Chronic Myeloid Leukaemia (CML)
Chronic Myeloid Leukaemia (or CML) is a blood cancer that causes the bone marrow to produce excessive numbers of granulocytes (a type of white blood cell). It is categorized within the Chronic Myeloproliferative Syndromes.
Under normal conditions, the stem cells of the bone marrow mature until they are converted into different types of blood cell. CML causes an alteration in the stem cells which is transmitted into all areas of the blood, but the granulocytes are the most affected. The granulocytes are produced at uncontrollable rate, invading the bone marrow and the rest of the organism, impeding the normal production of the rest of the blood cells and altering the function of varying organs.
Chronic Myeloid Leukaemia develops in three phases: the initial stage or chronic phase, is characterized by the excessive production of granulocytes that are easily controlled; the second phases or acceleration, is the point where the production of granulocytes becomes more difficult to control; the third stage or blastic phase, sees the transformation into acute leukaemia.
CML predominantly affects adults (the average age is 50 years old) and is rare among children. Each year the number of new cases is around 15 per million inhabitants.
Xavier, CML patient with his wife, Dolors and their son. Read Xavier's case.
Main Symptoms
In 60 % of cases, the disease is diagnosed after a routine checkup. Patients can remain completely without symptoms for many years. For other patients the symptoms can be: weakness, persistent fatigue, fever, sweating, weight loss, anaemia, hemorrhages, easy bruising, small infections, pain in the bones and joints. Many patients also suffer an irritation in the left side of the abdomen as a consequence of the growth of the spleen. All of these symptoms can easily be brought under control once the patient receives treatment and the patient can thereafter remain symptomless until the disease progresses to a more aggressive stage.
Study
The diagnosis of CML is based on the growth of the number of granulocytes in the blood and the bone marrow. In addition, the diagnosis is determined by the alteration of the characteristics in the blood cell chromosomes called Philadelphia Chromosome and the genetic alteration that causes the disease, called bcr/abl gene. In order to reach the diagnosis it is necessary to closely examine the blood and the bone marrow. The bone marrow can be analysed by conducting a puncture of the sternum or the hip bone. Finally, a bone marrow biopsy should be carried out (obtained by taking a small cylindrical sample from the hip bone) to study the structure of the bone marrow.
Treatment
The treatment will depend on the particular phase of the disease and the age of the patient.

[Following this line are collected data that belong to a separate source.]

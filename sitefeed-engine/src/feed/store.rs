use std::time::{Duration, Instant};

use crate::api::FeedApi;
use sitefeed_types::{CreatePostRequest, Post, PostId};

use super::demo;

/// Page size requested from `GET /feed`.
pub const FEED_PAGE_SIZE: u32 = 10;

/// How long a transient notice stays visible.
const NOTICE_TTL: Duration = Duration::from_secs(3);

/// Holds the ordered post collection, the pagination cursor, and loading
/// state. The single source of truth for the feed; presenters derive from
/// it, mutation code writes through it.
pub struct FeedStore {
    pub posts: Vec<Post>,
    pub current_page: u32,
    pub total_pages: u32,
    pub loading: bool,
    // (text, shown-at); auto-expires, never a blocking dialog
    notice: Option<(String, Instant)>,
}

impl FeedStore {
    pub fn new() -> Self {
        Self {
            posts: Vec::new(),
            current_page: 0,
            total_pages: 0,
            loading: false,
            notice: None,
        }
    }

    pub fn has_more(&self) -> bool {
        self.current_page < self.total_pages
    }

    /// Fetch one feed page. Page 1 replaces the collection, later pages
    /// append. An empty or failed page 1 substitutes the seeded
    /// demonstration collection so the feed is never blank; a failed
    /// later page leaves the collection unchanged.
    pub async fn load(&mut self, api: &dyn FeedApi, page: u32) {
        self.loading = true;

        match api.fetch_feed(page, FEED_PAGE_SIZE).await {
            Ok(fetched) => {
                if page == 1 {
                    if fetched.items.is_empty() {
                        log::info!("feed page 1 is empty, seeding demonstration posts");
                        self.seed_demo();
                    } else {
                        self.posts = fetched.items;
                        self.current_page = fetched.page;
                        self.total_pages = fetched.pages;
                    }
                } else {
                    self.posts.extend(fetched.items);
                    self.current_page = fetched.page;
                    self.total_pages = fetched.pages;
                }
            }
            Err(err) => {
                log::error!("feed load failed: page={} error={}", page, err);
                if page == 1 {
                    self.seed_demo();
                }
            }
        }

        self.loading = false;
    }

    /// Publish a composed post and prepend the authoritative copy.
    pub async fn create_post(&mut self, api: &dyn FeedApi, request: CreatePostRequest) {
        match api.create_post(request).await {
            Ok(post) => {
                self.posts.insert(0, post);
            }
            Err(err) => {
                log::error!("create_post failed: {}", err);
                self.set_notice("Could not publish the post");
            }
        }
    }

    fn seed_demo(&mut self) {
        self.posts = demo::seed_posts();
        self.current_page = 1;
        self.total_pages = 1;
    }

    pub fn post(&self, id: &PostId) -> Option<&Post> {
        self.posts.iter().find(|p| &p.id == id)
    }

    pub fn post_mut(&mut self, id: &PostId) -> Option<&mut Post> {
        self.posts.iter_mut().find(|p| &p.id == id)
    }

    pub fn remove_post(&mut self, id: &PostId) -> Option<Post> {
        let index = self.posts.iter().position(|p| &p.id == id)?;
        Some(self.posts.remove(index))
    }

    /// Show a one-shot transient notice.
    pub fn set_notice(&mut self, text: impl Into<String>) {
        self.notice = Some((text.into(), Instant::now()));
    }

    /// Current notice text, if any and not yet expired.
    pub fn notice(&self) -> Option<&str> {
        self.notice
            .as_ref()
            .filter(|(_, shown_at)| shown_at.elapsed() < NOTICE_TTL)
            .map(|(text, _)| text.as_str())
    }

    /// Drop the notice once it has aged out (call once per render tick).
    pub fn clear_expired_notice(&mut self) {
        if let Some((_, shown_at)) = &self.notice {
            if shown_at.elapsed() >= NOTICE_TTL {
                self.notice = None;
            }
        }
    }
}

impl Default for FeedStore {
    fn default() -> Self {
        Self::new()
    }
}
//! Seeded demonstration content shown while the backend has no posts for
//! this company yet (onboarding and demo accounts). Demo posts carry
//! `PostId::Demo` ids and are mutated purely locally.

use chrono::{Duration, Utc};
use sitefeed_types::{Audience, Author, Comment, Post, PostId};
use uuid::Uuid;

fn demo_author(n: u128, first: &str, last: &str, role: &str, color: &str) -> Author {
    Author {
        id: Uuid::from_u128(n),
        first_name: first.to_string(),
        last_name: last.to_string(),
        role: role.to_string(),
        color: color.to_string(),
    }
}

/// The fixed demonstration collection. Timestamps are staggered relative
/// to now so recency ordering stays meaningful whenever the seed is
/// produced.
pub fn seed_posts() -> Vec<Post> {
    let now = Utc::now();
    let marta = demo_author(0xd1, "Marta", "Diaz", "Site Supervisor", "#2a6f4e");
    let omar = demo_author(0xd2, "Omar", "Haddad", "Project Manager", "#8a4b12");
    let lena = demo_author(0xd3, "Lena", "Marlow", "Safety Officer", "#4a5b8c");

    vec![
        Post {
            id: PostId::Demo(1),
            content: "Welcome to your company feed! Pin important updates so the whole crew \
                      sees them first."
                .to_string(),
            author: omar.clone(),
            audience: Audience::Everyone,
            pinned: true,
            urgent: false,
            created_at: now - Duration::hours(30),
            likes: vec![marta.id],
            like_count: 1,
            comments: Vec::new(),
        },
        Post {
            id: PostId::Demo(2),
            content: "Concrete pour on the Riverside site is scheduled for Thursday 7am. \
                      @Marta please confirm the pump booking."
                .to_string(),
            author: omar,
            audience: Audience::Sites(vec!["riverside".to_string()]),
            pinned: false,
            urgent: true,
            created_at: now - Duration::hours(4),
            likes: Vec::new(),
            like_count: 0,
            comments: vec![Comment {
                id: Uuid::from_u128(0xc1),
                content: "Pump is booked, arriving 6:30.".to_string(),
                author: marta.clone(),
                created_at: now - Duration::hours(3),
            }],
        },
        Post {
            id: PostId::Demo(3),
            content: "Reminder: toolbox talk every Monday morning. Attendance sheets go to \
                      the site office."
                .to_string(),
            author: lena,
            audience: Audience::Everyone,
            pinned: false,
            urgent: false,
            created_at: now - Duration::hours(20),
            likes: vec![marta.id],
            like_count: 1,
            comments: Vec::new(),
        },
    ]
}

Due to their extraordinary effectiveness Tyrosine-kinase inhibitors (TKI) have developed into the primary treatment method over the last couple of years. Patients who have high initial leukocyte figures are normally administered Hydroxyurea for several days in order to reduce the level; they can begin TKI treatment once these numbers are under control. The most commonly applied TKI is imatinib (Glivec®), but two other forms exist for patients who do not respond well to imatinib called, dasatinib (Sprycell®) and nilotinib (Tasigna®).
These agents completely control the disease in 90% of cases and this treatment can be maintained for many years, with regular molecular responses (the reduction of the bcr/abl levels). Despite the fact these agents do not find a definitive cure for CML, their effectiveness and minimal toxicity of these agents has meant that they have completely replaced an allogeneic bone marrow transplant as the first response to CML
Although a transplant leads to the cure of the disease in 50-70% of cases, this process is associated with considerable morbidity and mortality. For that reason it is reserved for patients in the advanced stages of the disease or patients who are not responding well to the TKI treatement.
The siblings of patients younger than 60-65 who find themselves in this situation will be assessed for compatibility. In the eventuality that there is no compatible family member, a search will be launched by the José Carreras International Foundation to find compatible donor.
Read the story of a CML patient: "Two Great Rewards".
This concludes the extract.